Monday, August 24, 2009

August 23, Sunday




"Ireland is a peculiar society in the sense that it was a nineteenth century society up to about 1970 and then it almost bypassed the twentieth century."
- Author John McGahern

We are now in Dingle, co. Kerry, probably the most interesting areas that we will explore on our own. When we get up the weather is not soft, it’s a pouring, windy rain. So we retreat to the B&B common room to key word photos and practice new water color techniques. Lo and behold, around noon the weather turned beautiful, so we began our tour of ferry forts, magnificent cliffs, picturesque, abandon stone buildings (famine cottages), old churches, plus wonderful scenes overlooking water, mountains, and fields.
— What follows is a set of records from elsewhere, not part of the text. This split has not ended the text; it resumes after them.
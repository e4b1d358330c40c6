//! Pool domain adapter: maps between the strategy's (base, quote) orientation
//! and the on-chain pool's (token0, token1) orientation.
//!
//! Pools sort tokens by address, so a SOL-USDC strategy may sit on a pool
//! whose token0 is USDC. When the orientations differ, amounts swap sides and
//! prices/bounds invert (bounds also swap, since 1/x reverses ordering).

use rust_decimal::Decimal;
use serde::{Deserialize, Serialize};

#[derive(Debug, Clone, PartialEq, Eq, Serialize, Deserialize)]
pub struct PoolDomainAdapter {
    pub trading_pair: String,
    pub pool_trading_pair: String,
    pub base_token: String,
    pub quote_token: String,
    pub pool_base_token: String,
    pub pool_quote_token: String,
    pub pool_order_inverted: bool,
}

impl PoolDomainAdapter {
    /// Build from "BASE-QUOTE" pair strings. A missing pool pair means the
    /// pool uses the strategy orientation.
    pub fn from_pairs(trading_pair: &str, pool_trading_pair: Option<&str>) -> Self {
        let pool_pair = pool_trading_pair.unwrap_or(trading_pair);
        let (base, quote) = split_pair(trading_pair);
        let (pool_base, pool_quote) = split_pair(pool_pair);
        let inverted = !base.is_empty() && pool_base == quote && pool_quote == base;
        Self {
            trading_pair: trading_pair.to_string(),
            pool_trading_pair: pool_pair.to_string(),
            base_token: base,
            quote_token: quote,
            pool_base_token: pool_base,
            pool_quote_token: pool_quote,
            pool_order_inverted: inverted,
        }
    }

    pub fn pool_amounts_to_strategy(&self, pool_base: Decimal, pool_quote: Decimal) -> (Decimal, Decimal) {
        if self.pool_order_inverted {
            (pool_quote, pool_base)
        } else {
            (pool_base, pool_quote)
        }
    }

    pub fn strategy_amounts_to_pool(&self, base_amt: Decimal, quote_amt: Decimal) -> (Decimal, Decimal) {
        if self.pool_order_inverted {
            (quote_amt, base_amt)
        } else {
            (base_amt, quote_amt)
        }
    }

    pub fn pool_price_to_strategy(&self, price: Decimal) -> Decimal {
        invert_price(price, self.pool_order_inverted)
    }

    pub fn strategy_price_to_pool(&self, price: Decimal) -> Decimal {
        invert_price(price, self.pool_order_inverted)
    }

    /// Map bounds across orientations. Inversion swaps the bounds too:
    /// [1/upper, 1/lower], reordered defensively for degenerate inputs.
    pub fn pool_bounds_to_strategy(&self, lower: Decimal, upper: Decimal) -> (Decimal, Decimal) {
        invert_bounds(lower, upper, self.pool_order_inverted)
    }

    pub fn strategy_bounds_to_pool(&self, lower: Decimal, upper: Decimal) -> (Decimal, Decimal) {
        invert_bounds(lower, upper, self.pool_order_inverted)
    }
}

fn split_pair(pair: &str) -> (String, String) {
    let mut parts = pair.split('-');
    let first = parts.next().unwrap_or("").to_string();
    let second = parts.next().unwrap_or("").to_string();
    (first, second)
}

fn invert_price(price: Decimal, inverted: bool) -> Decimal {
    if !inverted || price <= Decimal::ZERO {
        return price;
    }
    Decimal::ONE / price
}

fn invert_bounds(lower: Decimal, upper: Decimal, inverted: bool) -> (Decimal, Decimal) {
    if !inverted || lower <= Decimal::ZERO || upper <= Decimal::ZERO {
        return (lower, upper);
    }
    let mapped_lower = Decimal::ONE / upper;
    let mapped_upper = Decimal::ONE / lower;
    if mapped_lower > mapped_upper {
        (mapped_upper, mapped_lower)
    } else {
        (mapped_lower, mapped_upper)
    }
}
We visited sites that were inhabited 6000 years ago. While we have a few sites close to that age in the USA (mound builders), they are frequent up and down the coast – timescapes of Irish history. The tip of the Dingle is where St. Brendan sailed from and the first land seen by Charles Lindberg after crossing the Atlantic. Off the mainland is the Blasket Islands. They are now abandon (by government order),, but have an interesting history of people on a remote island, population never rising above 200 people, Irish speaking, and produced 3 famous writers. Sue never has got the taste for Guiness, but loves a half pint of Smithwicks every night.